* _Work task_
Find all lines with the word "derive" in the material, then copy them.

(Information)

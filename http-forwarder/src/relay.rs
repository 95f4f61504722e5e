// Copyright 2024 Google LLC
//
// Licensed under the Apache License, Version 2.0 (the "License");
// you may not use this file except in compliance with the License.
// You may obtain a copy of the License at
//
//     https://www.apache.org/licenses/LICENSE-2.0
//
// Unless required by applicable law or agreed to in writing, software
// distributed under the License is distributed on an "AS IS" BASIS,
// WITHOUT WARRANTIES OR CONDITIONS OF ANY KIND, either express or implied.
// See the License for the specific language governing permissions and
// limitations under the License.

//! # Relay
//!
//! Moving bytes between the client and the upstream once the request
//! head has been sent. Plain requests get a one-way copy of the
//! upstream response. CONNECT requests get a [`Tunnel`] that first
//! checks the upstream's answer and then pumps both directions.

use crate::config::ForwarderConfig;
use crate::error::{Error, Result};
use crate::header::{parse_status, read_header_block, HeadKind};
use log::{debug, trace};
use std::io;
use std::time::Duration;
use tokio::io::{AsyncRead, AsyncReadExt, AsyncWrite, AsyncWriteExt};
use tokio::time::timeout;

/// Copies from `reader` to `writer` in `buffer_size` chunks.
///
/// With a `limit`, stops after that many bytes and treats an earlier
/// EOF as `PeerClosed`. Without one, copies until EOF. Each read is
/// bounded by `read_timeout`.
pub async fn copy_chunks<R, W>(
    reader: &mut R,
    writer: &mut W,
    limit: Option<u64>,
    buffer_size: usize,
    read_timeout: Duration,
) -> Result<u64>
where
    R: AsyncRead + Unpin,
    W: AsyncWrite + Unpin,
{
    let mut buf = vec![0u8; buffer_size];
    let mut total = 0u64;
    loop {
        let want = match limit {
            Some(limit) if total >= limit => break,
            Some(limit) => buf.len().min((limit - total) as usize),
            None => buf.len(),
        };
        let n = match timeout(read_timeout, reader.read(&mut buf[..want])).await {
            Ok(result) => result?,
            Err(_) => return Err(Error::IdleTimeout),
        };
        if n == 0 {
            if limit.is_some() {
                return Err(Error::PeerClosed);
            }
            break;
        }
        writer.write_all(&buf[..n]).await?;
        total += n as u64;
    }
    writer.flush().await?;
    Ok(total)
}

/// Forwards the upstream response to the client until the upstream
/// closes. No re-framing is done.
pub async fn relay_plain<U, C>(
    upstream: &mut U,
    client: &mut C,
    config: &ForwarderConfig,
) -> Result<u64>
where
    U: AsyncRead + Unpin,
    C: AsyncWrite + Unpin,
{
    let total = copy_chunks(upstream, client, None, config.buffer_size, config.read_timeout).await?;
    trace!("Relayed {} response bytes", total);
    Ok(total)
}

#[derive(Clone, Copy, Debug, PartialEq, Eq)]
pub enum TunnelState {
    AwaitingUpstreamHeaders,
    Piping,
    Closed,
}

#[derive(Clone, Copy, Debug)]
enum Direction {
    ClientToUpstream,
    UpstreamToClient,
}

/// A CONNECT tunnel between a client and the upstream proxy.
///
/// Owns both streams; dropping the tunnel closes them.
pub struct Tunnel<'a, C, U> {
    client: C,
    upstream: U,
    config: &'a ForwarderConfig,
    state: TunnelState,
}

impl<'a, C, U> Tunnel<'a, C, U>
where
    C: AsyncRead + AsyncWrite + Unpin,
    U: AsyncRead + AsyncWrite + Unpin,
{
    /// Wraps a client and an upstream that has already been sent the
    /// CONNECT request.
    pub fn new(client: C, upstream: U, config: &'a ForwarderConfig) -> Self {
        Tunnel { client, upstream, config, state: TunnelState::AwaitingUpstreamHeaders }
    }

    pub fn state(&self) -> TunnelState {
        self.state
    }

    /// Reads the upstream's response head and forwards it, plus any
    /// bytes that came with it, to the client. Succeeds only for a
    /// 2xx status.
    pub async fn establish(&mut self) -> Result<()> {
        let result = self.read_upstream_response().await;
        self.state = if result.is_ok() { TunnelState::Piping } else { TunnelState::Closed };
        result
    }

    async fn read_upstream_response(&mut self) -> Result<()> {
        let (head, early) = read_header_block(
            &mut self.upstream,
            HeadKind::Response,
            self.config.max_response_header_size,
            self.config.read_timeout,
        )
        .await?;
        self.client.write_all(&head).await?;
        if !early.is_empty() {
            self.client.write_all(&early).await?;
        }
        self.client.flush().await?;

        let (code, status_line) = parse_status(&head)?;
        if !(200..300).contains(&code) {
            return Err(Error::UpstreamAuthRejected(status_line));
        }
        debug!("Tunnel established: {}", status_line);
        Ok(())
    }

    /// Copies bytes both ways until a peer closes, a write fails or
    /// neither side has sent anything for the idle timeout.
    ///
    /// Always ends with an error naming the reason; `PeerClosed` is the
    /// normal end of a tunnel.
    pub async fn pump(&mut self) -> Result<()> {
        if self.state != TunnelState::Piping {
            return Err(Error::IoError(io::Error::new(
                io::ErrorKind::NotConnected,
                "tunnel is not established",
            )));
        }
        let result = self.pipe().await;
        self.state = TunnelState::Closed;
        result
    }

    async fn pipe(&mut self) -> Result<()> {
        let idle = self.config.idle_timeout;
        let mut client_buf = vec![0u8; self.config.buffer_size];
        let mut upstream_buf = vec![0u8; self.config.buffer_size];
        let (mut to_upstream, mut to_client) = (0u64, 0u64);

        let result = loop {
            let client = &mut self.client;
            let upstream = &mut self.upstream;
            let event = timeout(idle, async {
                tokio::select! {
                    r = client.read(&mut client_buf) => (Direction::ClientToUpstream, r),
                    r = upstream.read(&mut upstream_buf) => (Direction::UpstreamToClient, r),
                }
            })
            .await;

            let (direction, n) = match event {
                Err(_) => break Error::IdleTimeout,
                Ok((_, Err(err))) => break Error::IoError(err),
                Ok((_, Ok(0))) => break Error::PeerClosed,
                Ok((direction, Ok(n))) => (direction, n),
            };

            let written = match direction {
                Direction::ClientToUpstream => {
                    to_upstream += n as u64;
                    timeout(idle, self.upstream.write_all(&client_buf[..n])).await
                }
                Direction::UpstreamToClient => {
                    to_client += n as u64;
                    timeout(idle, self.client.write_all(&upstream_buf[..n])).await
                }
            };
            match written {
                Ok(Ok(())) => {}
                Ok(Err(err)) => break Error::IoError(err),
                Err(_) => break Error::IdleTimeout,
            }
        };

        trace!("Tunnel closed after {} bytes up, {} bytes down: {}", to_upstream, to_client, result);
        Err(result)
    }
}

#[cfg(test)]
mod tests {
    use super::*;
    use tokio::io::duplex;

    fn test_config() -> ForwarderConfig {
        ForwarderConfig {
            read_timeout: Duration::from_secs(5),
            idle_timeout: Duration::from_millis(200),
            ..Default::default()
        }
    }

    #[tokio::test]
    async fn test_copy_chunks_with_limit() {
        let mut reader: &[u8] = b"0123456789";
        let mut out = Vec::new();
        let n = copy_chunks(&mut reader, &mut out, Some(4), 3, Duration::from_secs(1)).await.unwrap();
        assert_eq!(n, 4);
        assert_eq!(out, b"0123");
    }

    #[tokio::test]
    async fn test_copy_chunks_short_body() {
        let mut reader: &[u8] = b"01";
        let mut out = Vec::new();
        let result = copy_chunks(&mut reader, &mut out, Some(4), 8, Duration::from_secs(1)).await;
        assert!(matches!(result, Err(Error::PeerClosed)));
    }

    #[tokio::test]
    async fn test_relay_plain_until_eof() {
        let mut upstream: &[u8] = b"HTTP/1.1 200 OK\r\nContent-Length: 2\r\n\r\nhi";
        let mut client = Vec::new();
        let n = relay_plain(&mut upstream, &mut client, &test_config()).await.unwrap();
        assert_eq!(n, client.len() as u64);
        assert_eq!(client, b"HTTP/1.1 200 OK\r\nContent-Length: 2\r\n\r\nhi");
    }

    #[tokio::test]
    async fn test_tunnel_pipes_both_ways() {
        let config = test_config();
        let (client, mut client_peer) = duplex(1024);
        let (upstream, mut upstream_peer) = duplex(1024);
        let mut tunnel = Tunnel::new(client, upstream, &config);

        upstream_peer.write_all(b"HTTP/1.1 200 Connection established\r\n\r\n").await.unwrap();
        tunnel.establish().await.unwrap();
        assert_eq!(tunnel.state(), TunnelState::Piping);

        let peers = tokio::spawn(async move {
            let mut head = [0u8; 39];
            client_peer.read_exact(&mut head).await.unwrap();
            assert_eq!(&head, b"HTTP/1.1 200 Connection established\r\n\r\n");

            client_peer.write_all(b"ping").await.unwrap();
            let mut buf = [0u8; 4];
            upstream_peer.read_exact(&mut buf).await.unwrap();
            assert_eq!(&buf, b"ping");

            upstream_peer.write_all(b"pong").await.unwrap();
            client_peer.read_exact(&mut buf).await.unwrap();
            assert_eq!(&buf, b"pong");
            drop(client_peer);
            upstream_peer
        });

        let result = tunnel.pump().await;
        assert!(matches!(result, Err(Error::PeerClosed)));
        assert_eq!(tunnel.state(), TunnelState::Closed);
        peers.await.unwrap();
    }

    #[tokio::test]
    async fn test_tunnel_rejected() {
        let config = test_config();
        let (client, mut client_peer) = duplex(1024);
        let (upstream, mut upstream_peer) = duplex(1024);
        let mut tunnel = Tunnel::new(client, upstream, &config);

        let response = b"HTTP/1.1 407 Proxy Authentication Required\r\nProxy-Authenticate: Basic\r\n\r\n";
        upstream_peer.write_all(response).await.unwrap();
        match tunnel.establish().await {
            Err(Error::UpstreamAuthRejected(line)) => {
                assert_eq!(line, "HTTP/1.1 407 Proxy Authentication Required")
            }
            other => panic!("Expected UpstreamAuthRejected, got {:?}", other),
        }
        assert_eq!(tunnel.state(), TunnelState::Closed);
        assert!(tunnel.pump().await.is_err());

        // The rejection is still shown to the client.
        drop(tunnel);
        let mut forwarded = Vec::new();
        client_peer.read_to_end(&mut forwarded).await.unwrap();
        assert_eq!(forwarded, response.to_vec());
    }

    #[tokio::test]
    async fn test_tunnel_idle_timeout() {
        let config = test_config();
        let (client, _client_peer) = duplex(1024);
        let (upstream, mut upstream_peer) = duplex(1024);
        let mut tunnel = Tunnel::new(client, upstream, &config);

        upstream_peer.write_all(b"HTTP/1.0 200 OK\r\n\r\n").await.unwrap();
        tunnel.establish().await.unwrap();
        let result = tunnel.pump().await;
        assert!(matches!(result, Err(Error::IdleTimeout)));
        assert_eq!(tunnel.state(), TunnelState::Closed);
    }

    #[tokio::test]
    async fn test_tunnel_forwards_early_data() {
        let config = test_config();
        let (client, mut client_peer) = duplex(1024);
        let (upstream, mut upstream_peer) = duplex(1024);
        let mut tunnel = Tunnel::new(client, upstream, &config);

        upstream_peer.write_all(b"HTTP/1.1 200 OK\r\n\r\nserver-hello").await.unwrap();
        tunnel.establish().await.unwrap();
        drop(tunnel);

        let mut forwarded = Vec::new();
        client_peer.read_to_end(&mut forwarded).await.unwrap();
        assert_eq!(forwarded, b"HTTP/1.1 200 OK\r\n\r\nserver-hello".to_vec());
    }
}
// Copyright 2024 Google LLC
//
// Licensed under the Apache License, Version 2.0 (the "License");
// you may not use this file except in compliance with the License.
// You may obtain a copy of the License at
//
//     https://www.apache.org/licenses/LICENSE-2.0
//
// Unless required by applicable law or agreed to in writing, software
// distributed under the License is distributed on an "AS IS" BASIS,
// WITHOUT WARRANTIES OR CONDITIONS OF ANY KIND, either express or implied.
// See the License for the specific language governing permissions and
// limitations under the License.

// # Upstream proxy target
//
// `ProxyTarget` names the authenticated upstream proxy every accepted
// connection is forwarded to. It is built once per forwarder, either
// from explicit parameters or from one of the proxy-list string
// formats, and shared read-only between connections.

use crate::Error;
use base64::{engine::general_purpose, Engine as _};
use regex::Regex;
use std::fmt;
use std::net::Ipv6Addr;
use std::sync::OnceLock;

/// Basic credentials for the upstream proxy.
#[derive(Clone, PartialEq, Eq)]
pub struct Credentials {
    username: String,
    password: String,
}

impl Credentials {
    pub fn new(username: impl Into<String>, password: impl Into<String>) -> Self {
        Credentials { username: username.into(), password: password.into() }
    }

    pub fn username(&self) -> &str {
        &self.username
    }

    pub fn password(&self) -> &str {
        &self.password
    }

    /// The `Proxy-Authorization` value: `Basic base64(username:password)`.
    pub fn basic_auth_value(&self) -> String {
        let encoded = base64_encode(format!("{}:{}", self.username, self.password).as_bytes());
        format!("Basic {}", encoded)
    }
}

// The password is never printed, not even in debug logs.
impl fmt::Debug for Credentials {
    fn fmt(&self, f: &mut fmt::Formatter) -> fmt::Result {
        f.debug_struct("Credentials")
            .field("username", &self.username)
            .field("password", &"<redacted>")
            .finish()
    }
}

fn base64_encode(src: &[u8]) -> String {
    general_purpose::STANDARD.encode(src)
}

/// The upstream proxy and the credentials injected for it.
#[derive(Clone, Debug, PartialEq, Eq)]
pub struct ProxyTarget {
    /// Hostname or IP literal, without IPv6 brackets.
    pub host: String,
    pub port: u16,
    pub credentials: Option<Credentials>,
}

impl ProxyTarget {
    pub fn new(
        host: impl Into<String>,
        port: u16,
        username: impl Into<String>,
        password: impl Into<String>,
    ) -> Self {
        ProxyTarget {
            host: host.into(),
            port,
            credentials: Some(Credentials::new(username, password)),
        }
    }

    /// Parses a proxy target string.
    ///
    /// Accepted formats, each with an optional `http://` prefix:
    ///
    /// ```text
    /// username:password@host:port
    /// host:port:username:password
    /// host:port
    /// ```
    ///
    /// `host` may be a bracketed IPv6 literal (e.g. `[::1]`). The
    /// password may contain `:`. Nothing is resolved here; the host is
    /// looked up when the upstream is dialed.
    ///
    /// # Errors
    /// Returns `MalformedConfigString` when the string matches none of
    /// the formats, `InvalidPortNumber` for ports outside `1..=65535`
    /// and `InvalidHost` for a bracketed host that is not IPv6.
    pub fn from_string(config_string: &str) -> Result<ProxyTarget, Error> {
        let config_string = config_string.trim();
        let rest = strip_scheme(config_string)?;

        let (server_part, credentials) = match rest.rsplit_once('@') {
            Some((auth_part, server_part)) => {
                let (username, password) =
                    auth_part.split_once(':').ok_or(Error::MalformedConfigString)?;
                if username.is_empty() {
                    return Err(Error::MalformedConfigString);
                }
                (server_part, Some(Credentials::new(username, password)))
            }
            None => (rest, None),
        };

        let caps = server_regex().captures(server_part).ok_or(Error::MalformedConfigString)?;

        let credentials = match (caps.name("user"), caps.name("pass")) {
            (Some(_), _) if credentials.is_some() => return Err(Error::MalformedConfigString),
            (Some(user), Some(pass)) => Some(Credentials::new(user.as_str(), pass.as_str())),
            _ => credentials,
        };

        let host = parse_host(caps.name("host").ok_or(Error::MalformedConfigString)?.as_str())?;
        let port = caps
            .name("port")
            .ok_or(Error::MalformedConfigString)?
            .as_str()
            .parse::<u16>()
            .map_err(|_| Error::InvalidPortNumber)?;
        if port == 0 {
            return Err(Error::InvalidPortNumber);
        }

        Ok(ProxyTarget { host, port, credentials })
    }

    /// `host:port`, bracketing IPv6 literals.
    pub fn authority(&self) -> String {
        if self.host.contains(':') {
            format!("[{}]:{}", self.host, self.port)
        } else {
            format!("{}:{}", self.host, self.port)
        }
    }
}

// Credentials are left out so the target can be logged.
impl fmt::Display for ProxyTarget {
    fn fmt(&self, f: &mut fmt::Formatter) -> fmt::Result {
        f.write_str(&self.authority())
    }
}

fn strip_scheme(config_string: &str) -> Result<&str, Error> {
    match config_string.split_once("://") {
        Some((scheme, rest)) if scheme.eq_ignore_ascii_case("http") => Ok(rest),
        Some(_) => Err(Error::MalformedConfigString),
        None => Ok(config_string),
    }
}

fn server_regex() -> &'static Regex {
    static SERVER_RE: OnceLock<Regex> = OnceLock::new();
    SERVER_RE.get_or_init(|| {
        Regex::new(
            r"^(?P<host>[\w.-]+|\[[^\]]+\]):(?P<port>\d+)(?::(?P<user>[^:]+):(?P<pass>.*))?$",
        )
        .expect("server regex is valid")
    })
}

fn parse_host(host: &str) -> Result<String, Error> {
    match host.strip_prefix('[').and_then(|h| h.strip_suffix(']')) {
        Some(literal) => literal
            .parse::<Ipv6Addr>()
            .map(|addr| addr.to_string())
            .map_err(|_| Error::InvalidHost),
        None => Ok(host.to_string()),
    }
}
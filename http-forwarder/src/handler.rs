// Copyright 2024 Google LLC
//
// Licensed under the Apache License, Version 2.0 (the "License");
// you may not use this file except in compliance with the License.
// You may obtain a copy of the License at
//
//     https://www.apache.org/licenses/LICENSE-2.0
//
// Unless required by applicable law or agreed to in writing, software
// distributed under the License is distributed on an "AS IS" BASIS,
// WITHOUT WARRANTIES OR CONDITIONS OF ANY KIND, either express or implied.
// See the License for the specific language governing permissions and
// limitations under the License.

use crate::config::ForwarderConfig;
use crate::connector::Connector;
use crate::error::Result;
use crate::header::{read_header_block, HeadKind, HeaderBlock};
use crate::injector::{inject, PROXY_AUTHORIZATION};
use crate::relay::{copy_chunks, relay_plain, Tunnel};
use log::debug;
use tokio::io::AsyncWriteExt;
use tokio::net::TcpStream;

/// Serves one client connection end to end.
///
/// Reads the request head, adds credentials, dials the upstream and
/// relays according to the request method. Both sockets are owned
/// here and closed on return, whatever the outcome.
pub async fn handle_connection(
    mut client: TcpStream,
    connector: &Connector,
    config: &ForwarderConfig,
) -> Result<()> {
    let (head, body) = read_header_block(
        &mut client,
        HeadKind::Request,
        config.max_header_size,
        config.read_timeout,
    )
    .await?;
    let block = HeaderBlock::parse(&head)?;
    debug!("{} request for {}", block.method(), String::from_utf8_lossy(block.request_line()));

    // A client-supplied header is forwarded byte for byte.
    let outgoing = match connector.target().credentials.as_ref() {
        Some(credentials) if !block.contains(PROXY_AUTHORIZATION) => {
            inject(&block, credentials).to_bytes()
        }
        _ => head,
    };

    let mut upstream = connector.connect().await?;
    upstream.write_all(&outgoing).await?;
    if !body.is_empty() {
        upstream.write_all(&body).await?;
    }

    if block.is_connect() {
        let mut tunnel = Tunnel::new(client, upstream, config);
        tunnel.establish().await?;
        return tunnel.pump().await;
    }

    if let Some(remaining) =
        block.content_length().map(|len| len.saturating_sub(body.len() as u64)).filter(|n| *n > 0)
    {
        copy_chunks(
            &mut client,
            &mut upstream,
            Some(remaining),
            config.buffer_size,
            config.read_timeout,
        )
        .await?;
    }
    relay_plain(&mut upstream, &mut client, config).await?;
    Ok(())
}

(End Information)

* _Exercise solution_
#[derive(Clone, Copy, Debug, PartialEq, Eq)]
#[derive(Clone, Copy, Debug)]
#[derive(Clone, PartialEq, Eq)]
#[derive(Clone, Debug, PartialEq, Eq)]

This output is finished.